The Symposium on the 19th Century Press, the Civil War, and Free Expression will be held Thursday, November 13 – Saturday, November 15 at the Sheraton Read House Hotel and The University of Tennessee at Chattanooga.
Selected papers will be presented during the three-day conference. All paper sessions are free and open to the public. For the complete program, please visit: http://www.utc.edu/Academic/SymposiumOnThe19thCenturyPress/
“The purpose of the November conference is to share current research and to develop a series of monographs on the 19th century press, the Civil War and the press, the Civil War in fiction and history, 19th century concepts of free expression, images of race and gender in the 19th century press, and sensationalism and crime in 19th century newspapers,” said Dr. David Sachsman, George R. West, Jr. Chair of Excellence in Communication and Public Affairs at UTC.

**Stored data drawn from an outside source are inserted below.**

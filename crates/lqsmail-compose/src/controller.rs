use std::sync::{Arc, Mutex, MutexGuard, PoisonError};

use tokio::sync::broadcast;

use lqsmail_content::{PayloadContext, TemplateInput, TemplateStyle, merge_annotations, render_body};
use lqsmail_core::{
    Alerts, ComposeConfig, EmailSender, FieldErrors, FormState, ItemAnnotations, LineItem,
    ModalControl, OutboundEmailRequest, REQUIRED_FIELDS_BANNER, RowSelection, SendOptions,
    SessionContext, Severity, SubmissionState, THANK_YOU_HEADER, THANK_YOU_TEXT, TabularExporter,
    UserFile, is_blank_body, parse_cc_list, validate,
};

use crate::{AttachmentManager, ComposeError, NotificationScheduler, ScheduledClose};

const TRANSITION_CHANNEL_CAPACITY: usize = 32;

/// External actions the controller is allowed to perform.
#[derive(Clone)]
pub struct Capabilities {
    pub sender: Arc<dyn EmailSender>,
    pub alerts: Arc<dyn Alerts>,
    pub exporter: Arc<dyn TabularExporter>,
    pub selection: Arc<dyn RowSelection>,
    pub modal: Arc<dyn ModalControl>,
}

#[derive(Debug, Clone, PartialEq)]
pub enum SendOutcome {
    Sent,
    Invalid(FieldErrors),
    Failed(String),
    /// A submission was already in flight, or the session was closed.
    Ignored(SubmissionState),
}

#[derive(Debug, Clone, Copy, PartialEq, Eq)]
pub enum Presentation {
    Form,
    ThankYou,
    Closed,
}

impl Presentation {
    /// Header and text of the notification replacing the form, if any.
    pub fn notification(self) -> Option<(&'static str, &'static str)> {
        match self {
            Presentation::ThankYou => Some((THANK_YOU_HEADER, THANK_YOU_TEXT)),
            Presentation::Form | Presentation::Closed => None,
        }
    }
}

pub fn subject_for(sender_email: &str) -> String {
    format!("Listing optimization request from Vendor {}", sender_email)
}

#[derive(Debug, Default)]
struct Session {
    form: FormState,
    annotations: ItemAnnotations,
    closed: bool,
}

impl Session {
    fn shut(&mut self) {
        self.form = FormState::default();
        self.annotations.clear();
        self.closed = true;
    }
}

fn transition(
    session: &mut Session,
    transitions: &broadcast::Sender<SubmissionState>,
    to: SubmissionState,
) {
    let from = session.form.submission_state;
    session.form.submission_state = to;
    tracing::debug!(%from, %to, "submission state changed");
    let _ = transitions.send(to);
}

fn lock_session(session: &Mutex<Session>) -> MutexGuard<'_, Session> {
    session.lock().unwrap_or_else(PoisonError::into_inner)
}

pub struct SubmissionController {
    context: SessionContext,
    config: ComposeConfig,
    style: TemplateStyle,
    caps: Capabilities,
    scheduler: NotificationScheduler,
    session: Arc<Mutex<Session>>,
    close_timer: Mutex<Option<ScheduledClose>>,
    transitions: broadcast::Sender<SubmissionState>,
}

impl SubmissionController {
    pub fn new(
        context: SessionContext,
        caps: Capabilities,
        config: ComposeConfig,
        style: TemplateStyle,
    ) -> Self {
        let (transitions, _) = broadcast::channel(TRANSITION_CHANNEL_CAPACITY);
        Self {
            context,
            config,
            style,
            caps,
            scheduler: NotificationScheduler::new(),
            session: Arc::new(Mutex::new(Session::default())),
            close_timer: Mutex::new(None),
            transitions,
        }
    }

    fn lock(&self) -> MutexGuard<'_, Session> {
        lock_session(&self.session)
    }

    pub fn context(&self) -> &SessionContext {
        &self.context
    }

    /// Receives every state the controller enters from now on.
    pub fn subscribe(&self) -> broadcast::Receiver<SubmissionState> {
        self.transitions.subscribe()
    }

    pub fn state(&self) -> SubmissionState {
        self.lock().form.submission_state
    }

    pub fn form(&self) -> FormState {
        self.lock().form.clone()
    }

    pub fn annotations(&self) -> ItemAnnotations {
        self.lock().annotations.clone()
    }

    pub fn is_closed(&self) -> bool {
        self.lock().closed
    }

    pub fn presentation(&self) -> Presentation {
        let session = self.lock();
        if session.closed {
            return Presentation::Closed;
        }
        match session.form.submission_state {
            SubmissionState::Idle | SubmissionState::Validating | SubmissionState::Sending => {
                Presentation::Form
            }
            SubmissionState::Sent | SubmissionState::ClosingTimer => Presentation::ThankYou,
        }
    }

    pub fn can_send(&self) -> bool {
        let session = self.lock();
        !session.closed && session.form.submission_state == SubmissionState::Idle
    }

    fn edit<T>(
        &self,
        apply: impl FnOnce(&mut Session) -> Result<T, ComposeError>,
    ) -> Result<T, ComposeError> {
        let mut session = self.lock();
        if session.closed {
            return Err(ComposeError::Closed);
        }
        let state = session.form.submission_state;
        if state != SubmissionState::Idle {
            return Err(ComposeError::NotEditable { state });
        }
        apply(&mut session)
    }

    pub fn begin_cc_edit(&self) -> Result<(), ComposeError> {
        self.edit(|session| {
            session.form.cc_editing = true;
            Ok(())
        })
    }

    pub fn set_cc(&self, value: &str) -> Result<(), ComposeError> {
        self.edit(|session| {
            session.form.cc_error = None;
            session.form.cc_address = value.to_string();
            Ok(())
        })
    }

    /// A pending `required` error clears as soon as visible content arrives.
    pub fn set_body(&self, body: Option<String>) -> Result<(), ComposeError> {
        self.edit(|session| {
            if session.form.body_error.is_some() && !is_blank_body(body.as_deref()) {
                session.form.body_error = None;
            }
            session.form.body_text = body;
            Ok(())
        })
    }

    pub fn set_annotation(&self, asin: &str, note: &str) -> Result<(), ComposeError> {
        if !self.context.items.iter().any(|item| item.asin == asin) {
            return Err(ComposeError::UnknownItem {
                asin: asin.to_string(),
            });
        }
        self.edit(|session| {
            session
                .annotations
                .insert(asin.to_string(), note.to_string());
            Ok(())
        })
    }

    pub fn add_attachment(&self, file: UserFile) -> Result<(), ComposeError> {
        self.edit(|session| {
            session.form.attachments.push(file);
            Ok(())
        })
    }

    pub fn remove_attachment(&self, index: usize) -> Result<UserFile, ComposeError> {
        self.edit(|session| {
            let len = session.form.attachments.len();
            if index >= len {
                return Err(ComposeError::AttachmentIndex { index, len });
            }
            Ok(session.form.attachments.remove(index))
        })
    }

    pub fn merged_items(&self) -> Vec<LineItem> {
        merge_annotations(&self.context.items, &self.lock().annotations)
    }

    /// Builds the request the current form would send, without validating.
    pub fn preview_request(&self) -> Result<OutboundEmailRequest, ComposeError> {
        let (form, annotations) = {
            let session = self.lock();
            (session.form.clone(), session.annotations.clone())
        };
        self.build_request(&form, &annotations)
    }

    fn build_request(
        &self,
        form: &FormState,
        annotations: &ItemAnnotations,
    ) -> Result<OutboundEmailRequest, ComposeError> {
        let merged = merge_annotations(&self.context.items, annotations);
        let cc_list = parse_cc_list(&form.cc_address);
        let cc = if cc_list.is_empty() {
            None
        } else {
            Some(form.cc_address.trim())
        };
        let ctx = PayloadContext {
            sender_email: &self.context.sender_email,
            cc,
            style: &self.style,
        };
        let input = TemplateInput::select(&self.context.headers, &merged, form.body_text.as_deref());
        let body = render_body(&ctx, &input);
        let attachments = AttachmentManager::new(
            self.caps.exporter.as_ref(),
            self.config.export_threshold,
            &self.config.export_file_name,
        )
        .assemble(&self.context.headers, &merged, &form.attachments)?;
        Ok(OutboundEmailRequest {
            subject: subject_for(&self.context.sender_email),
            recipients: self.context.recipients.clone(),
            cc_list: (!cc_list.is_empty()).then_some(cc_list),
            body,
            attachments,
        })
    }

    pub async fn send(&self) -> SendOutcome {
        let (form, annotations) = {
            let mut session = self.lock();
            let current = session.form.submission_state;
            if session.closed || current != SubmissionState::Idle {
                tracing::debug!(state = %current, closed = session.closed, "send ignored");
                return SendOutcome::Ignored(current);
            }
            transition(&mut session, &self.transitions, SubmissionState::Validating);
            let errors = validate(
                &session.form.cc_address,
                session.form.body_text.as_deref(),
                self.context.line_item_mode(),
            );
            session.form.cc_error = errors.cc.clone();
            session.form.body_error = errors.body.clone();
            if !errors.is_empty() {
                transition(&mut session, &self.transitions, SubmissionState::Idle);
                drop(session);
                self.caps
                    .alerts
                    .notify(REQUIRED_FIELDS_BANNER, Severity::Error);
                return SendOutcome::Invalid(errors);
            }
            transition(&mut session, &self.transitions, SubmissionState::Sending);
            (session.form.clone(), session.annotations.clone())
        };

        let request = match self.build_request(&form, &annotations) {
            Ok(request) => request,
            Err(err) => return self.fail(err.to_string()),
        };
        tracing::info!(
            subject = %request.subject,
            recipients = request.recipients.len(),
            attachments = request.attachments.as_ref().map_or(0, Vec::len),
            "dispatching optimization request"
        );
        let options = SendOptions {
            suppress_default_alert: true,
        };
        match self.caps.sender.send(&request, options).await {
            Ok(true) => {}
            Ok(false) => return self.fail("the sender rejected the request".to_string()),
            Err(err) => return self.fail(format!("{err:#}")),
        }

        {
            let mut session = self.lock();
            transition(&mut session, &self.transitions, SubmissionState::Sent);
            session.form.cc_address.clear();
            session.form.cc_editing = false;
        }
        self.caps.selection.clear_selection();
        self.schedule_close();
        SendOutcome::Sent
    }

    fn fail(&self, reason: String) -> SendOutcome {
        tracing::warn!(%reason, "optimization request failed");
        {
            let mut session = self.lock();
            transition(&mut session, &self.transitions, SubmissionState::Idle);
        }
        self.caps
            .alerts
            .notify(&format!("Email could not be sent: {}", reason), Severity::Error);
        SendOutcome::Failed(reason)
    }

    fn schedule_close(&self) {
        {
            let mut session = self.lock();
            transition(&mut session, &self.transitions, SubmissionState::ClosingTimer);
        }
        let session = Arc::clone(&self.session);
        let transitions = self.transitions.clone();
        let modal = Arc::clone(&self.caps.modal);
        let timer = self.scheduler.schedule(self.config.close_delay, move || {
            {
                let mut session = lock_session(&session);
                transition(&mut session, &transitions, SubmissionState::Idle);
                session.shut();
            }
            modal.close();
        });
        let previous = self
            .close_timer
            .lock()
            .unwrap_or_else(PoisonError::into_inner)
            .replace(timer);
        if let Some(previous) = previous {
            previous.cancel();
        }
    }

    /// Waits for a pending auto-close. Returns `false` if none was pending or
    /// it was cancelled. The timer stays cancellable by `close` meanwhile.
    pub async fn wait_for_close(&self) -> bool {
        let outcome = self
            .close_timer
            .lock()
            .unwrap_or_else(PoisonError::into_inner)
            .as_ref()
            .map(ScheduledClose::outcome);
        match outcome {
            Some(outcome) => outcome.wait().await,
            None => false,
        }
    }

    /// Manual close. A pending auto-close keeps running unless
    /// `cancel_close_timer_on_manual_close` is set.
    pub fn close(&self) {
        if self.config.cancel_close_timer_on_manual_close {
            let timer = self
                .close_timer
                .lock()
                .unwrap_or_else(PoisonError::into_inner)
                .take();
            if let Some(timer) = timer {
                timer.cancel();
            }
        }
        {
            let mut session = self.lock();
            if session.form.submission_state != SubmissionState::Idle {
                transition(&mut session, &self.transitions, SubmissionState::Idle);
            }
            session.shut();
        }
        self.caps.modal.close();
    }
}
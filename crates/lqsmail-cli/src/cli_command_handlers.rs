use std::path::PathBuf;
use std::sync::Arc;
use std::sync::atomic::{AtomicBool, Ordering};

use anyhow::{Result, anyhow};
use async_trait::async_trait;
use lqsmail_compose::{Capabilities, SendOutcome, SubmissionController};
use lqsmail_content::CsvExporter;
use lqsmail_core::{
    EmailSender, FieldErrors, ModalControl, OutboundEmailRequest, REQUIRED_FIELDS_BANNER,
    RowSelection, SendOptions, SessionContext, THANK_YOU_HEADER, THANK_YOU_TEXT, default_headers,
    validate,
};
use lqsmail_mail::{OutboxSender, SmtpSender};
use serde_json::{Value as JsonValue, json};

use super::{
    AppConfig, CliCommand, ComposeArgs, ConsoleAlerts, SendCmd, config_path_candidates,
    field_errors_to_json, load_attachment, load_body, load_items, load_notes, output_error,
    output_ok, request_summary,
};

/// Empties the items file once the request has gone out.
struct ItemsFileSelection {
    path: Option<PathBuf>,
}

impl RowSelection for ItemsFileSelection {
    fn clear_selection(&self) {
        let Some(path) = self.path.as_ref() else {
            return;
        };
        match std::fs::write(path, "[]\n") {
            Ok(()) => tracing::debug!(path = %path.display(), "selection cleared"),
            Err(err) => tracing::warn!(path = %path.display(), error = %err, "clear selection failed"),
        }
    }
}

#[derive(Default)]
struct CliModal {
    closed: AtomicBool,
}

impl ModalControl for CliModal {
    fn close(&self) {
        self.closed.store(true, Ordering::SeqCst);
    }
}

fn recipients_for(args: &ComposeArgs, config: &AppConfig) -> Result<Vec<String>> {
    let recipients = if args.to.is_empty() {
        config.recipients.clone()
    } else {
        args.to.clone()
    };
    if recipients.is_empty() {
        return Err(anyhow!(
            "No recipients (pass --to or set [compose].recipients)"
        ));
    }
    Ok(recipients)
}

fn describe_errors(errors: &FieldErrors) -> String {
    let mut fields = Vec::new();
    if let Some(cc) = errors.cc.as_deref() {
        fields.push(format!("cc: {}", cc));
    }
    if let Some(body) = errors.body.as_deref() {
        fields.push(format!("body: {}", body));
    }
    format!("{} ({})", REQUIRED_FIELDS_BANNER, fields.join(", "))
}

fn thank_you_json() -> JsonValue {
    json!({
        "header": THANK_YOU_HEADER,
        "text": THANK_YOU_TEXT,
    })
}

/// Builds a controller and replays the command line inputs as form edits.
fn prepare_controller(
    args: &ComposeArgs,
    config: &AppConfig,
    sender: Arc<dyn EmailSender>,
    selection: Arc<dyn RowSelection>,
    modal: Arc<dyn ModalControl>,
) -> Result<SubmissionController> {
    let context = SessionContext {
        sender_email: args.from.clone(),
        recipients: recipients_for(args, config)?,
        items: load_items(args.items.as_deref())?,
        headers: default_headers(),
    };
    let notes = load_notes(args.notes.as_deref())?;
    let body = load_body(args.body.as_deref())?;
    let caps = Capabilities {
        sender,
        alerts: Arc::new(ConsoleAlerts),
        exporter: Arc::new(CsvExporter),
        selection,
        modal,
    };
    let controller =
        SubmissionController::new(context, caps, config.compose.clone(), config.style.clone());
    if let Some(cc) = args.cc.as_deref() {
        controller.begin_cc_edit()?;
        controller.set_cc(cc)?;
    }
    controller.set_body(body)?;
    let mut asins: Vec<&String> = notes.keys().collect();
    asins.sort();
    for asin in asins {
        controller.set_annotation(asin, &notes[asin])?;
    }
    for path in &args.attach {
        controller.add_attachment(load_attachment(path)?)?;
    }
    Ok(controller)
}

/// Never invoked; preview only renders.
struct PreviewOnly;

#[async_trait]
impl EmailSender for PreviewOnly {
    async fn send(&self, _request: &OutboundEmailRequest, _options: SendOptions) -> Result<bool> {
        Err(anyhow!("preview does not send"))
    }
}

pub(crate) fn run_cli(
    rt: &tokio::runtime::Runtime,
    command: CliCommand,
    config: &AppConfig,
) -> Result<()> {
    match command {
        CliCommand::Validate(args) => {
            let items = load_items(args.items.as_deref())?;
            let body = load_body(args.body.as_deref())?;
            let line_item_mode = !items.is_empty();
            let errors = validate(
                args.cc.as_deref().unwrap_or(""),
                body.as_deref(),
                line_item_mode,
            );
            output_ok(json!({
                "valid": errors.is_empty(),
                "mode": if line_item_mode { "items" } else { "text" },
                "items": items.len(),
                "errors": field_errors_to_json(&errors),
                "banner": (!errors.is_empty()).then_some(REQUIRED_FIELDS_BANNER),
            }))
        }
        CliCommand::Preview(args) => {
            let controller = prepare_controller(
                &args,
                config,
                Arc::new(PreviewOnly),
                Arc::new(ItemsFileSelection { path: None }),
                Arc::new(CliModal::default()),
            )?;
            let request = controller.preview_request()?;
            let form = controller.form();
            let errors = validate(
                &form.cc_address,
                form.body_text.as_deref(),
                controller.context().line_item_mode(),
            );
            output_ok(json!({
                "valid": errors.is_empty(),
                "errors": field_errors_to_json(&errors),
                "request": request_summary(&request, true),
            }))
        }
        CliCommand::Send(cmd) => run_send(rt, cmd, config),
        CliCommand::Config => {
            let candidates: Vec<String> = config_path_candidates()
                .iter()
                .map(|p| p.display().to_string())
                .collect();
            output_ok(json!({
                "candidates": candidates,
                "load_error": config.load_error,
                "recipients": config.recipients,
                "export_threshold": config.compose.export_threshold,
                "export_file_name": config.compose.export_file_name,
                "close_delay_ms": config.compose.close_delay.as_millis() as u64,
                "cancel_close_timer_on_manual_close": config.compose.cancel_close_timer_on_manual_close,
                "smtp_configured": config.smtp.is_some(),
                "outbox": config.outbox.dir.as_ref().map(|d| d.display().to_string()),
            }))
        }
    }
}

fn run_send(rt: &tokio::runtime::Runtime, cmd: SendCmd, config: &AppConfig) -> Result<()> {
    let alerts = Arc::new(ConsoleAlerts);
    let outbox_dir = cmd
        .outbox
        .as_deref()
        .map(PathBuf::from)
        .or_else(|| config.outbox.dir.clone());
    let mut outbox = None;
    let sender: Arc<dyn EmailSender> = match outbox_dir {
        Some(dir) => {
            let from = config
                .smtp
                .as_ref()
                .map(|smtp| smtp.from.as_str())
                .unwrap_or(cmd.compose.from.as_str());
            let sender = Arc::new(OutboxSender::new(dir, from).with_alerts(alerts.clone()));
            outbox = Some(sender.clone());
            sender
        }
        None => {
            let Some(smtp) = config.smtp.clone() else {
                return output_error("SMTP not configured (set [smtp] or pass --outbox)");
            };
            Arc::new(SmtpSender::new(smtp).with_alerts(alerts))
        }
    };
    let selection = ItemsFileSelection {
        path: cmd
            .clear_selection
            .then(|| cmd.compose.items.as_deref().map(PathBuf::from))
            .flatten(),
    };
    let modal = Arc::new(CliModal::default());
    let controller = prepare_controller(
        &cmd.compose,
        config,
        sender,
        Arc::new(selection),
        modal.clone(),
    )?;
    let summary = request_summary(&controller.preview_request()?, false);

    rt.block_on(async move {
        match controller.send().await {
            SendOutcome::Sent => {
                let closed = if cmd.wait_close {
                    controller.wait_for_close().await
                } else {
                    false
                };
                output_ok(json!({
                    "sent": true,
                    "notification": thank_you_json(),
                    "state": controller.state().to_string(),
                    "closed": closed && modal.closed.load(Ordering::SeqCst),
                    "request": summary,
                    "outbox_file": outbox
                        .as_ref()
                        .and_then(|o| o.last_written())
                        .map(|p| p.display().to_string()),
                }))
            }
            SendOutcome::Invalid(errors) => output_error(&describe_errors(&errors)),
            SendOutcome::Failed(reason) => output_error(&format!("Send failed: {}", reason)),
            SendOutcome::Ignored(state) => {
                output_error(&format!("Send ignored while {}", state))
            }
        }
    })
}

#[cfg(test)]
mod tests {
    use lqsmail_core::FieldErrors;

    use super::{AppConfig, ComposeArgs, describe_errors, recipients_for, thank_you_json};

    fn args(to: Vec<&str>) -> ComposeArgs {
        ComposeArgs {
            from: "vendor@example.com".to_string(),
            to: to.into_iter().map(str::to_string).collect(),
            cc: None,
            items: None,
            notes: None,
            body: None,
            attach: Vec::new(),
        }
    }

    #[test]
    fn explicit_recipients_override_config() {
        let config = AppConfig {
            recipients: vec!["optimization@webycorp.com".to_string()],
            ..AppConfig::default()
        };
        assert_eq!(
            recipients_for(&args(vec![]), &config).unwrap(),
            vec!["optimization@webycorp.com"]
        );
        assert_eq!(
            recipients_for(&args(vec!["ops@example.com"]), &config).unwrap(),
            vec!["ops@example.com"]
        );
        assert!(recipients_for(&args(vec![]), &AppConfig::default()).is_err());
    }

    #[test]
    fn send_result_carries_thank_you_copy() {
        let notification = thank_you_json();
        assert_eq!(notification["header"], "Thank you for contacting WebyCorp!");
        assert!(
            notification["text"]
                .as_str()
                .unwrap_or_default()
                .contains("successfully sent")
        );
    }

    #[test]
    fn error_description_names_failing_fields() {
        let errors = FieldErrors {
            cc: Some("Invalid email address".to_string()),
            body: Some("required".to_string()),
        };
        assert_eq!(
            describe_errors(&errors),
            "Please fill out all required fields. (cc: Invalid email address, body: required)"
        );
    }
}
//! Email body templates and tabular export for optimization requests.

use std::borrow::Cow;

use anyhow::{Result, anyhow};
use html_escape::{encode_double_quoted_attribute, encode_safe};

use lqsmail_core::{
    ExportFile, HeaderColumn, ItemAnnotations, LineItem, TabularExporter, parse_cc_list,
};

pub const CSV_MIME: &str = "text/csv";
const NO_DETAILS_LABEL: &str = "No additional details";

#[derive(Debug, Clone, PartialEq, Eq)]
pub struct TemplateStyle {
    pub font_family: String,
    pub font_size_px: u16,
}

impl Default for TemplateStyle {
    fn default() -> Self {
        Self {
            font_family: "Arial, sans-serif".to_string(),
            font_size_px: 14,
        }
    }
}

/// Which request template a session renders. Chosen by whether line items exist.
#[derive(Debug, Clone, Copy, PartialEq)]
pub enum TemplateInput<'a> {
    Items {
        headers: &'a [HeaderColumn],
        items: &'a [LineItem],
    },
    Text {
        body: &'a str,
    },
}

impl<'a> TemplateInput<'a> {
    pub fn select(
        headers: &'a [HeaderColumn],
        merged_items: &'a [LineItem],
        body: Option<&'a str>,
    ) -> Self {
        if merged_items.is_empty() {
            TemplateInput::Text {
                body: body.unwrap_or(""),
            }
        } else {
            TemplateInput::Items {
                headers,
                items: merged_items,
            }
        }
    }
}

#[derive(Debug, Clone, Copy)]
pub struct PayloadContext<'a> {
    pub sender_email: &'a str,
    pub cc: Option<&'a str>,
    pub style: &'a TemplateStyle,
}

/// Copies every item with its annotation attached. Items without a note get
/// `details = None` so the template can say so.
pub fn merge_annotations(items: &[LineItem], annotations: &ItemAnnotations) -> Vec<LineItem> {
    items
        .iter()
        .map(|item| LineItem {
            details: annotations.get(&item.asin).cloned(),
            ..item.clone()
        })
        .collect()
}

pub fn render_body(ctx: &PayloadContext<'_>, input: &TemplateInput<'_>) -> String {
    let content = match input {
        TemplateInput::Items { headers, items } => {
            vendor_optimization_request(ctx, headers, items)
        }
        TemplateInput::Text { body } => vendor_optimization_request_text(ctx, body),
    };
    wrap_document(ctx.style, &content)
}

fn vendor_optimization_request(
    ctx: &PayloadContext<'_>,
    headers: &[HeaderColumn],
    items: &[LineItem],
) -> String {
    let mut out = String::new();
    out.push_str(&format!(
        "<p>Vendor <strong>{}</strong> has requested listing optimization for the following {} item{}.</p>",
        encode_safe(ctx.sender_email),
        items.len(),
        if items.len() == 1 { "" } else { "s" }
    ));
    push_cc_line(&mut out, ctx.cc);
    out.push_str(
        "<table style=\"border-collapse: collapse; width: 100%;\" cellpadding=\"6\"><thead><tr>",
    );
    for header in headers {
        out.push_str(&format!(
            "<th style=\"border: 1px solid #cccccc; text-align: left;\">{}</th>",
            encode_safe(&header.label)
        ));
    }
    out.push_str("</tr></thead><tbody>");
    for item in items {
        out.push_str("<tr>");
        for header in headers {
            out.push_str("<td style=\"border: 1px solid #cccccc; vertical-align: top;\">");
            let value = item.column_value(&header.key);
            if header.key == "details" && value.trim().is_empty() {
                out.push_str(&format!(
                    "<span style=\"color: #888888;\">{}</span>",
                    NO_DETAILS_LABEL
                ));
            } else {
                out.push_str(&encode_safe(&value));
            }
            out.push_str("</td>");
        }
        out.push_str("</tr>");
    }
    out.push_str("</tbody></table>");
    out
}

fn vendor_optimization_request_text(ctx: &PayloadContext<'_>, body: &str) -> String {
    let mut out = String::new();
    out.push_str(&format!(
        "<p>Vendor <strong>{}</strong> has requested listing optimization.</p>",
        encode_safe(ctx.sender_email)
    ));
    push_cc_line(&mut out, ctx.cc);
    out.push_str("<div>");
    out.push_str(&sanitize_rich_text(body));
    out.push_str("</div>");
    out
}

fn push_cc_line(out: &mut String, cc: Option<&str>) {
    let Some(cc) = cc else { return };
    let list = parse_cc_list(cc);
    if list.is_empty() {
        return;
    }
    out.push_str(&format!("<p>Cc: {}</p>", encode_safe(&list.join(", "))));
}

fn wrap_document(style: &TemplateStyle, content: &str) -> String {
    let font_family = style.font_family.trim();
    let font_family = if font_family.is_empty() {
        "Arial, sans-serif"
    } else {
        font_family
    };
    let css = format!(
        "font-family: {}; font-size: {}px; line-height: 1.4; margin: 0;",
        font_family,
        style.font_size_px.clamp(8, 72)
    );
    format!(
        "<!doctype html><html><head><meta charset=\"utf-8\"></head><body><div style=\"{}\">{}</div></body></html>",
        encode_double_quoted_attribute(&css),
        content
    )
}

pub fn sanitize_rich_text(html: &str) -> String {
    let mut builder = ammonia::Builder::default();
    builder.add_tags(["font"]);
    builder.add_generic_attributes(["style"]);
    builder.add_tag_attributes("font", ["face", "size", "color"]);
    builder.clean(html).to_string()
}

fn csv_field(value: &str) -> Cow<'_, str> {
    if value.contains([',', '"', '\r', '\n']) {
        Cow::Owned(format!("\"{}\"", value.replace('"', "\"\"")))
    } else {
        Cow::Borrowed(value)
    }
}

fn push_csv_record<'a>(out: &mut String, fields: impl Iterator<Item = Cow<'a, str>>) {
    let mut first = true;
    for field in fields {
        if !first {
            out.push(',');
        }
        first = false;
        out.push_str(&field);
    }
    out.push_str("\r\n");
}

/// Header labels, then one record per row resolved by column key.
pub fn render_csv(headers: &[HeaderColumn], rows: &[LineItem]) -> String {
    let mut out = String::new();
    push_csv_record(&mut out, headers.iter().map(|h| csv_field(&h.label)));
    for row in rows {
        let values: Vec<String> = headers.iter().map(|h| row.column_value(&h.key)).collect();
        push_csv_record(&mut out, values.iter().map(|v| csv_field(v)));
    }
    out
}

#[derive(Debug, Default, Clone)]
pub struct CsvExporter;

impl TabularExporter for CsvExporter {
    fn build_export(
        &self,
        headers: &[HeaderColumn],
        rows: &[LineItem],
        file_name: &str,
    ) -> Result<ExportFile> {
        if headers.is_empty() {
            return Err(anyhow!("export needs at least one column"));
        }
        let stem = file_name.trim();
        if stem.is_empty() {
            return Err(anyhow!("export file name is empty"));
        }
        let filename = if stem.to_ascii_lowercase().ends_with(".csv") {
            stem.to_string()
        } else {
            format!("{}.csv", stem)
        };
        let data = render_csv(headers, rows).into_bytes();
        tracing::debug!(%filename, rows = rows.len(), bytes = data.len(), "built csv export");
        Ok(ExportFile {
            filename,
            mime: CSV_MIME.to_string(),
            data,
        })
    }
}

Papers from the first five conferences were published by Transaction Publishers in 2000 as a book of readings called The Civil War and the Press. Purdue University Press is publishing conference papers in three distinctly different books titled Memory and Myth: The Civil War in Fiction and Film from Uncle Tom’s Cabin to Cold Mountain (July 2007), Words at War: the Civil War and American Journalism (2008), and Seeking a Voice: Images of Race and Gender in the 19th Century Press (2009).
The symposium is sponsored by the George R. West, Jr. Chair of Excellence in Communication and Public Affairs, the UT-Chattanooga Department of Communication, the UT-Chattanooga Department of History, the Chattanooga Times Free Press, WRCB-TV Channel 3, and the Hazel Dicken-Garcia Fund for the Symposium.